#### Available data
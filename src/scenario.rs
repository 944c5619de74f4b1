//! Scenario files: one operation replayed against the simulator
//!
//! ```toml
//! operation = "create"
//!
//! [desired]
//! identifier = "orders"
//! engine = "postgres"
//! tags = [{ key = "env", value = "prod" }]
//!
//! [simulator]
//! settle_after = 2
//!
//! [[simulator.failures]]
//! api = "create_db_instance"
//! code = "AccessDenied"
//! message = "not authorized to tag"
//! ```

use crate::error::{Error, Result};
use crate::handlers::HandlerRequest;
use crate::model::{DbInstance, ObservedInstance, Tag};
use crate::sim::{API_CALLS, SimulatedDb};
use anyhow::Context;
use reconcile::{ErrorCategory, Operation, ProviderError};
use serde::{Deserialize, Serialize};
use std::fs;
use std::path::Path;

#[derive(Debug, Clone, PartialEq, Serialize, Deserialize)]
pub struct Scenario {
    pub operation: Operation,

    #[serde(default)]
    pub desired: DbInstance,

    /// Desired model of the last successful operation (updates)
    #[serde(default)]
    pub previous: Option<DbInstance>,

    #[serde(default)]
    pub system_tags: Vec<Tag>,

    #[serde(default)]
    pub stack_tags: Vec<Tag>,

    #[serde(default)]
    pub previous_stack_tags: Vec<Tag>,

    #[serde(default)]
    pub next_token: Option<String>,

    #[serde(default)]
    pub max_invocations: Option<usize>,

    #[serde(default)]
    pub simulator: SimulatorSpec,
}

/// Initial simulator state
#[derive(Debug, Clone, Default, PartialEq, Serialize, Deserialize)]
#[serde(default)]
pub struct SimulatorSpec {
    /// Describe calls before a transitional status settles
    pub settle_after: u32,
    pub page_size: Option<usize>,
    pub instances: Vec<ObservedInstance>,
    pub failures: Vec<FailureSpec>,
    /// Statuses reported by the next describe calls, per instance
    pub scripts: Vec<ScriptSpec>,
}

/// An error injected into the next call of `api`
#[derive(Debug, Clone, PartialEq, Serialize, Deserialize)]
pub struct FailureSpec {
    pub api: String,
    #[serde(default)]
    pub code: Option<String>,
    #[serde(default)]
    pub category: Option<ErrorCategory>,
    #[serde(default)]
    pub message: String,
}

#[derive(Debug, Clone, PartialEq, Serialize, Deserialize)]
pub struct ScriptSpec {
    pub identifier: String,
    pub statuses: Vec<String>,
}

impl FailureSpec {
    pub fn to_error(&self) -> ProviderError {
        let category = self.category.unwrap_or(ErrorCategory::Service);
        ProviderError {
            code: self.code.clone(),
            category,
            message: self.message.clone(),
        }
    }
}

impl Scenario {
    pub fn load(path: &Path) -> anyhow::Result<Self> {
        let content = fs::read_to_string(path)
            .with_context(|| format!("Failed to read scenario file: {}", path.display()))?;
        let scenario: Self = toml::from_str(&content)
            .with_context(|| format!("Failed to parse scenario file: {}", path.display()))?;
        scenario
            .validate()
            .with_context(|| format!("In scenario file: {}", path.display()))?;

        log::debug!("Loaded scenario from {}", path.display());
        Ok(scenario)
    }

    pub fn validate(&self) -> Result<()> {
        if self.operation != Operation::List && self.desired.identifier.is_empty() {
            return Err(Error::Scenario(format!(
                "{} needs desired.identifier",
                self.operation
            )));
        }
        if self.operation == Operation::Update && self.previous.is_none() {
            return Err(Error::Scenario("update needs a previous model".to_string()));
        }
        for failure in &self.simulator.failures {
            if !API_CALLS.contains(&failure.api.as_str()) {
                return Err(Error::Scenario(format!(
                    "unknown api '{}' (expected one of: {})",
                    failure.api,
                    API_CALLS.join(", ")
                )));
            }
            if failure.code.is_none() && failure.category.is_none() {
                return Err(Error::Scenario(format!(
                    "failure for '{}' needs a code or a category",
                    failure.api
                )));
            }
        }
        if let Some(script) = self
            .simulator
            .scripts
            .iter()
            .find(|s| !self.simulator.instances.iter().any(|i| i.identifier == s.identifier))
        {
            return Err(Error::Scenario(format!(
                "script for '{}' has no seeded instance",
                script.identifier
            )));
        }
        Ok(())
    }

    /// Fresh simulator in the scenario's initial state
    pub fn simulator(&self) -> SimulatedDb {
        let spec = &self.simulator;
        let mut db = SimulatedDb::new().settle_after(spec.settle_after);
        if let Some(size) = spec.page_size {
            db = db.page_size(size);
        }
        for instance in &spec.instances {
            db.seed(instance.clone());
        }
        for failure in &spec.failures {
            db.fail_next(&failure.api, failure.to_error());
        }
        for script in &spec.scripts {
            let statuses: Vec<&str> = script.statuses.iter().map(String::as_str).collect();
            db.script(&script.identifier, &statuses);
        }
        db
    }

    pub fn request(&self) -> HandlerRequest {
        HandlerRequest {
            desired: self.desired.clone(),
            previous: self.previous.clone(),
            system_tags: self.system_tags.clone(),
            stack_tags: self.stack_tags.clone(),
            previous_stack_tags: self.previous_stack_tags.clone(),
            next_token: self.next_token.clone(),
            ..HandlerRequest::default()
        }
    }
}

#[cfg(test)]
mod tests {
    use super::*;
    use crate::config::HandlerConfig;
    use crate::handlers::{HandlerOutput, Handlers};
    use crate::host::{Host, Outcome};
    use crate::provider::DbApi;
    use reconcile::{ErrorKind, ManualClock, ProgressEvent};
    use std::io::Write;
    use tempfile::NamedTempFile;

    const CREATE: &str = r#"
operation = "create"
system_tags = [{ key = "aws:cloudformation:stack-name", value = "app" }]

[desired]
identifier = "orders"
engine = "postgres"
tags = [{ key = "env", value = "prod" }]

[simulator]
settle_after = 2

[[simulator.failures]]
api = "create_db_instance"
code = "AccessDenied"
message = "not authorized to tag"
"#;

    fn write(content: &str) -> NamedTempFile {
        let mut file = NamedTempFile::new().unwrap();
        file.write_all(content.as_bytes()).unwrap();
        file
    }

    #[test]
    fn test_load_scenario() {
        let file = write(CREATE);
        let scenario = Scenario::load(file.path()).unwrap();

        assert_eq!(scenario.operation, Operation::Create);
        assert_eq!(scenario.desired.identifier, "orders");
        assert_eq!(scenario.simulator.settle_after, 2);

        let request = scenario.request();
        assert_eq!(request.system_tags.len(), 1);
        assert_eq!(request.desired_tags().all().len(), 2);
    }

    #[test]
    fn test_simulator_carries_failures() {
        let scenario: Scenario = toml::from_str(CREATE).unwrap();
        let db = scenario.simulator();

        let err = db
            .create_db_instance(&crate::translate::create_request(&scenario.desired, &[]))
            .unwrap_err();
        assert!(err.has_code("AccessDenied"));
    }

    #[test]
    fn test_unknown_api_is_rejected() {
        let file = write(&CREATE.replace("create_db_instance", "create_database"));
        let err = Scenario::load(file.path()).unwrap_err();
        assert!(format!("{err:#}").contains("unknown api 'create_database'"));
    }

    #[test]
    fn test_update_needs_previous() {
        let scenario: Scenario = toml::from_str(
            r#"
operation = "update"
[desired]
identifier = "orders"
"#,
        )
        .unwrap();
        assert!(matches!(scenario.validate(), Err(Error::Scenario(_))));
    }

    #[test]
    fn test_list_needs_no_identifier() {
        let scenario: Scenario = toml::from_str(r#"operation = "list""#).unwrap();
        assert!(scenario.validate().is_ok());
    }

    fn shipped(name: &str) -> Scenario {
        let path = Path::new(env!("CARGO_MANIFEST_DIR"))
            .join("scenarios")
            .join(name);
        Scenario::load(&path).unwrap()
    }

    fn replay(scenario: &Scenario, db: &SimulatedDb) -> Outcome {
        let clock = ManualClock::default();
        let handlers = Handlers::new(db, HandlerConfig::default(), &clock);
        Host::new(handlers, &clock)
            .drive(scenario.operation, scenario.request())
            .unwrap()
    }

    #[test]
    fn test_shipped_soft_fail_scenario() {
        let scenario = shipped("create-soft-fail-tags.toml");
        let db = scenario.simulator();
        let outcome = replay(&scenario, &db);

        assert!(outcome.event.is_success(), "{:?}", outcome.event);
        assert_eq!(db.calls("create_db_instance"), 2);
        let keys: Vec<String> = db.tags("orders").into_iter().map(|t| t.key).collect();
        assert_eq!(keys, ["aws:cloudformation:stack-name", "team", "env"]);
        assert_eq!(db.roles("orders").len(), 1);
    }

    #[test]
    fn test_shipped_update_scenario_reboots() {
        let scenario = shipped("update-parameter-group.toml");
        let db = scenario.simulator();
        let outcome = replay(&scenario, &db);

        assert!(outcome.event.is_success(), "{:?}", outcome.event);
        assert_eq!(db.calls("reboot_db_instance"), 1);
        assert_eq!(db.tags("orders"), vec![Tag::new("env", "prod")]);
    }

    #[test]
    fn test_shipped_delete_scenario() {
        let scenario = shipped("delete-snapshot.toml");
        let db = scenario.simulator();
        let outcome = replay(&scenario, &db);

        assert!(outcome.event.is_success());
        assert!(outcome.invocations.len() > 1);
        assert!(db.instance("orders").is_none());
    }

    #[test]
    fn test_shipped_list_scenario() {
        let scenario = shipped("list-paged.toml");
        let db = scenario.simulator();
        let outcome = replay(&scenario, &db);

        match outcome.event {
            ProgressEvent::Success {
                observed: Some(HandlerOutput::Page(page)),
            } => {
                assert_eq!(page.instances.len(), 2);
                assert_eq!(page.next_token.as_deref(), Some("2"));
            }
            other => panic!("expected a page, got {other:?}"),
        }
    }

    #[test]
    fn test_shipped_terminal_scenario() {
        let scenario = shipped("update-terminal.toml");
        let db = scenario.simulator();
        let outcome = replay(&scenario, &db);

        assert_eq!(outcome.event.error_kind(), Some(ErrorKind::NotStabilized));
    }

    #[test]
    fn test_category_only_failure() {
        let failure = FailureSpec {
            api: "describe_db_instance".to_string(),
            code: None,
            category: Some(ErrorCategory::Throttling),
            message: "slow down".to_string(),
        };
        let err = failure.to_error();
        assert_eq!(err.code(), None);
        assert_eq!(err.category, ErrorCategory::Throttling);
    }
}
########
# How to complete this task
The answer consists of the lines above that include the word "join", each copied exactly.

# The completed task
                    API_CALLS.join(", ")
            .join("scenarios")
            .join(name);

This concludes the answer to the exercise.